Барри Пейн - Переселение душ
— Тебе легко рассуждать, Клара. Это со стороны кажется, что Герберт спокойный человек. Ты ведь не видела его в гневе. Я-то видела. До сих пор помню, как в самом начале нашей семейной жизни разразилась буря. — Буря воплощалась в шнурке от ботинка. — Уверяю тебя, я никогда в жизни этого не забуду.
Легенду о жестокости мужа миссис Фейл использовала, чтобы припугнуть нерадивых слуг. Делала она это постоянно, с завидным упорством, но без малейшего успеха.
— Если… — выговаривала она горничной, оставшись с ней наедине, — если мистер Фейл увидит, как ты убираешь гостиную или, точнее, не убираешь, — мне даже страшно подумать, что с тобой произойдет.
Но ни горничной, ни прочей прислуге страшно не было. Уж они-то знали хозяина как свои пять пальцев. Миссис Фейл как-то уехала на целый месяц, и мистер Фейл остался дома один. То-то была радость для слуг! Хозяин мирился даже с тем, что не мог получить вовремя горячей воды, и с массой других неприятностей. Но когда на целый час задержался обед, он все-таки отважился спросить, почему это происходит. Ему ответили, что сбежала собака. Этот ответ удовлетворил беднягу и даже заставил его почувствовать себя едва ли не виноватым. Собака сбегала неоднократно, пока миссис Фейл отсутствовала. Слуги тоже периодически сбегали и не всегда возвращались вовремя. Виноваты оказывались железнодорожные компании, которые почему-то составляют расписание не так, как надо. Они нисколько не считаются со слугами, которые опаздывают на поезд, особенно с поварами.
Если бы состоялись международные соревнования по кротости и смирению, то Герберт Фейл непременно завоевал бы золотой кубок чемпиона.
Но убежденность миссис Фейл в жестокости и храбрости своего мужа оставалась непоколебимой. Столь высокое мнение жен о своих мужьях, хоть порою и безосновательное, всегда очень трогательно, а иногда и полезно.
Герберт Фейл вполне мирно жил-поживал в тихом городке в качестве героя. Но качество это, хотя и мнимое, оставалось невостребованным, пока не произошел с ним случай, в котором оказался замешанным (и потерпел поражение!) Джошуа Биддер.
Этот Джошуа Биддер был взломщиком, и притом неумелым. Он ничего не знал, ничего не умел, зато предавался некоторым излишествам и отличался вспыльчивостью.
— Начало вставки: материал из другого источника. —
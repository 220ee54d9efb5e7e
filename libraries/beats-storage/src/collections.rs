//! Collection store
//!
//! Owns the named collections and writes the whole store through to a
//! [`KeyValueStore`] after every mutation.

use crate::error::{Result, StorageError};
use crate::snapshot::{deserialize_collections, serialize_collections};
use beats_core::{Collection, KeyValueStore, Track, TrackId};
use tracing::{debug, info, warn};

/// Reserved name of the favorites collection
pub const FAVORITES: &str = "Favorites";

/// Favorites name used by earlier releases, folded into [`FAVORITES`] on load
pub const LEGACY_FAVORITES: &str = "המועדפים שלי";

/// Key under which the serialized store lives
pub const STORAGE_KEY: &str = "beats_playlists";

/// Named collections with write-through persistence
///
/// Invariants:
/// - names are unique (exact, case-sensitive match)
/// - the favorites collection exists and is listed first
/// - no collection holds two tracks with the same id
///
/// The store is the only writer of [`STORAGE_KEY`].
pub struct CollectionStore<S: KeyValueStore> {
    backend: S,
    collections: Vec<Collection>,
}

impl<S: KeyValueStore> CollectionStore<S> {
    /// Load the store from `backend`
    ///
    /// Missing or unreadable data falls back to the default state (an empty
    /// favorites collection). This never fails.
    pub fn load(backend: S) -> Self {
        let collections = match backend.get(STORAGE_KEY) {
            Ok(Some(json)) => match deserialize_collections(&json) {
                Ok(collections) => collections,
                Err(e) => {
                    warn!(error = %e, "Stored collections unreadable, starting fresh");
                    Vec::new()
                }
            },
            Ok(None) => {
                debug!("No stored collections, starting fresh");
                Vec::new()
            }
            Err(e) => {
                warn!(error = %e, "Failed to read stored collections, starting fresh");
                Vec::new()
            }
        };

        let mut store = Self {
            backend,
            collections,
        };
        store.adopt_legacy_favorites();
        store.ensure_favorites();

        info!(collections = store.collections.len(), "Collection store loaded");
        store
    }

    fn adopt_legacy_favorites(&mut self) {
        let Some(pos) = self.collections.iter().position(|c| c.name == LEGACY_FAVORITES) else {
            return;
        };
        let legacy = self.collections.remove(pos);

        match self.collections.iter().position(|c| c.name == FAVORITES) {
            Some(idx) => {
                for track in legacy.tracks().iter().cloned() {
                    self.collections[idx].push(track);
                }
            }
            None => {
                let tracks = legacy.tracks().iter().cloned();
                self.collections.insert(pos, Collection::with_tracks(FAVORITES, tracks));
            }
        }
        info!(tracks = legacy.len(), "Migrated legacy favorites");
    }

    fn ensure_favorites(&mut self) {
        match self.collections.iter().position(|c| c.name == FAVORITES) {
            Some(0) => {}
            Some(pos) => {
                let favorites = self.collections.remove(pos);
                self.collections.insert(0, favorites);
            }
            None => self.collections.insert(0, Collection::new(FAVORITES)),
        }
    }

    fn persist(&mut self) -> Result<()> {
        let json = serialize_collections(&self.collections)?;
        self.backend.set(STORAGE_KEY, &json).map_err(|e| {
            warn!(error = %e, "Failed to persist collections");
            StorageError::Persist(e)
        })
    }

    fn find_mut(&mut self, name: &str) -> Option<&mut Collection> {
        self.collections.iter_mut().find(|c| c.name == name)
    }

    fn favorites_mut(&mut self) -> &mut Collection {
        self.ensure_favorites();
        &mut self.collections[0]
    }

    /// Create an empty collection
    ///
    /// # Errors
    /// - `InvalidName` if `name` is blank
    /// - `DuplicateName` if a collection with this exact name exists
    ///   (the favorites name is always taken)
    pub fn create_collection(&mut self, name: &str) -> Result<()> {
        if name.trim().is_empty() {
            return Err(StorageError::InvalidName(name.to_string()));
        }
        if self.collection(name).is_some() {
            return Err(StorageError::DuplicateName(name.to_string()));
        }

        self.collections.push(Collection::new(name));
        info!(collection = %name, "Created collection");
        self.persist()
    }

    /// Append a track to a collection
    ///
    /// Returns `Ok(false)` without writing if the track id is already present.
    ///
    /// # Errors
    /// `UnknownCollection` if no collection has this name
    pub fn add_track(&mut self, collection_name: &str, track: Track) -> Result<bool> {
        let collection = self
            .find_mut(collection_name)
            .ok_or_else(|| StorageError::UnknownCollection(collection_name.to_string()))?;

        let track_id = track.id().clone();
        if !collection.push(track) {
            debug!(collection = %collection_name, track_id = %track_id, "Track already present");
            return Ok(false);
        }

        debug!(collection = %collection_name, track_id = %track_id, "Added track");
        self.persist()?;
        Ok(true)
    }

    /// Remove a track from a collection
    ///
    /// Returns `Ok(false)` without writing if the collection or the track is absent.
    pub fn remove_track(&mut self, collection_name: &str, track_id: &TrackId) -> Result<bool> {
        let Some(collection) = self.find_mut(collection_name) else {
            return Ok(false);
        };
        if collection.remove(track_id).is_none() {
            return Ok(false);
        }

        debug!(collection = %collection_name, track_id = %track_id, "Removed track");
        self.persist()?;
        Ok(true)
    }

    /// Add the track to favorites if absent, remove it if present
    ///
    /// Returns whether the track is a favorite afterwards. The only error is a
    /// failed write-through; the toggle itself always applies.
    pub fn toggle_favorite(&mut self, track: &Track) -> Result<bool> {
        let favorites = self.favorites_mut();
        let now_favorite = if favorites.remove(track.id()).is_some() {
            false
        } else {
            favorites.push(track.clone());
            true
        };

        debug!(track_id = %track.id(), favorite = now_favorite, "Toggled favorite");
        self.persist()?;
        Ok(now_favorite)
    }

    /// Check whether a track is in favorites
    pub fn is_favorite(&self, track_id: &TrackId) -> bool {
        self.favorites().contains(track_id)
    }

    /// The favorites collection
    pub fn favorites(&self) -> &Collection {
        &self.collections[0]
    }

    /// Look up a collection by exact name
    pub fn collection(&self, name: &str) -> Option<&Collection> {
        self.collections.iter().find(|c| c.name == name)
    }

    /// Tracks of a collection, if it exists
    pub fn tracks(&self, name: &str) -> Option<&[Track]> {
        self.collection(name).map(Collection::tracks)
    }

    /// Collection names in creation order, favorites first
    pub fn list_collection_names(&self) -> Vec<&str> {
        self.collections.iter().map(|c| c.name.as_str()).collect()
    }

    /// All collections in listing order
    pub fn collections(&self) -> &[Collection] {
        &self.collections
    }

    /// Borrow the storage backend
    pub fn backend(&self) -> &S {
        &self.backend
    }

    /// Consume the store, returning its backend
    pub fn into_backend(self) -> S {
        self.backend
    }
}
В профессиональной деятельности ему не хватало ни квалификации, ни удачливости, поэтому он часто попадал за решетку, еще не успев ничего стащить. Собратья по ремеслу ни во что не ставили Джошуа, смеялись над ним, пренебрежительно называли воришкой и припоминали тот случай, когда он влез в один дом и там ему наконец «повезло»: он подхватил свинку.
Кто только не пытался перевоспитать Джошуа Биддера: и миссионеры из городского суда, и Армия спасения, но особенно старались его коллеги по профессии. Из-за него страдала честь воровского цеха. Его провалы часто сводили на нет старания подельников и раздражали остальных.
— Слушай, — обратился однажды к Джошуа престарелый авторитет, ныне отдыхающий на казенных харчах. — Если ты будешь путаться у меня под ногами, клянусь, все кости тебе переломаю. Займись лучше бидонами с молоком. Больше ты ничего не способен украсть, да и то разве в туманное утро.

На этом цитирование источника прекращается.